*Your assignment*: Reproduce all of the records exactly.

━━━━━━━━━━━━━━━━

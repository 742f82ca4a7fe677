mod auth;
mod base;
mod schedule;
mod status;
mod user;

use auth::AuthClient;
pub use auth::SignUpInput;
pub(crate) use base::BaseClient;
pub use base::{APIError, APIResponse};
pub use dayline_api_structs::dtos::*;
pub use dayline_api_structs::save_schedule::TaskBlockRequest;
pub use dayline_api_structs::TokenPair;
pub use dayline_domain::{Day, TimeOfDay};
use schedule::ScheduleClient;
pub use schedule::SaveScheduleInput;
use status::StatusClient;
use std::sync::Arc;
use user::UserClient;
pub use user::UpdateSettingsInput;

/// Dayline server SDK
///
/// The SDK contains methods for interacting with the dayline server API.
#[derive(Clone)]
pub struct DaylineSDK {
    pub auth: AuthClient,
    pub schedule: ScheduleClient,
    pub status: StatusClient,
    pub user: UserClient,
}

impl DaylineSDK {
    fn create(base: BaseClient) -> Self {
        let base = Arc::new(base);
        let auth = AuthClient::new(base.clone());
        let schedule = ScheduleClient::new(base.clone());
        let status = StatusClient::new(base.clone());
        let user = UserClient::new(base);

        Self {
            auth,
            schedule,
            status,
            user,
        }
    }

    /// Client without credentials, only signup, login and the health
    /// endpoint will accept its requests
    pub fn new(address: String) -> Self {
        Self::create(BaseClient::new(address))
    }

    /// Client that sends the given access token as a bearer token on
    /// every request
    pub fn with_token<T: Into<String>>(address: String, access_token: T) -> Self {
        let mut base = BaseClient::new(address);
        base.set_access_token(access_token.into());
        Self::create(base)
    }
}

━━━━━━━━━━━━━━━━

*Result for this task*:
repository 742f82ca4a7fe677
mod auth;
mod base;
mod schedule;
mod status;
mod user;

use auth::AuthClient;
pub use auth::SignUpInput;
pub(crate) use base::BaseClient;
pub use base::{APIError, APIResponse};
pub use dayline_api_structs::dtos::*;
pub use dayline_api_structs::save_schedule::TaskBlockRequest;
pub use dayline_api_structs::TokenPair;
pub use dayline_domain::{Day, TimeOfDay};
use schedule::ScheduleClient;
pub use schedule::SaveScheduleInput;
use status::StatusClient;
use std::sync::Arc;
use user::UserClient;
pub use user::UpdateSettingsInput;

/// Dayline server SDK
///
/// The SDK contains methods for interacting with the dayline server API.
#[derive(Clone)]
pub struct DaylineSDK {
    pub auth: AuthClient,
    pub schedule: ScheduleClient,
    pub status: StatusClient,
    pub user: UserClient,
}

impl DaylineSDK {
    fn create(base: BaseClient) -> Self {
        let base = Arc::new(base);
        let auth = AuthClient::new(base.clone());
        let schedule = ScheduleClient::new(base.clone());
        let status = StatusClient::new(base.clone());
        let user = UserClient::new(base);

        Self {
            auth,
            schedule,
            status,
            user,
        }
    }

    /// Client without credentials, only signup, login and the health
    /// endpoint will accept its requests
    pub fn new(address: String) -> Self {
        Self::create(BaseClient::new(address))
    }

    /// Client that sends the given access token as a bearer token on
    /// every request
    pub fn with_token<T: Into<String>>(address: String, access_token: T) -> Self {
        let mut base = BaseClient::new(address);
        base.set_access_token(access_token.into());
        Self::create(base)
    }
}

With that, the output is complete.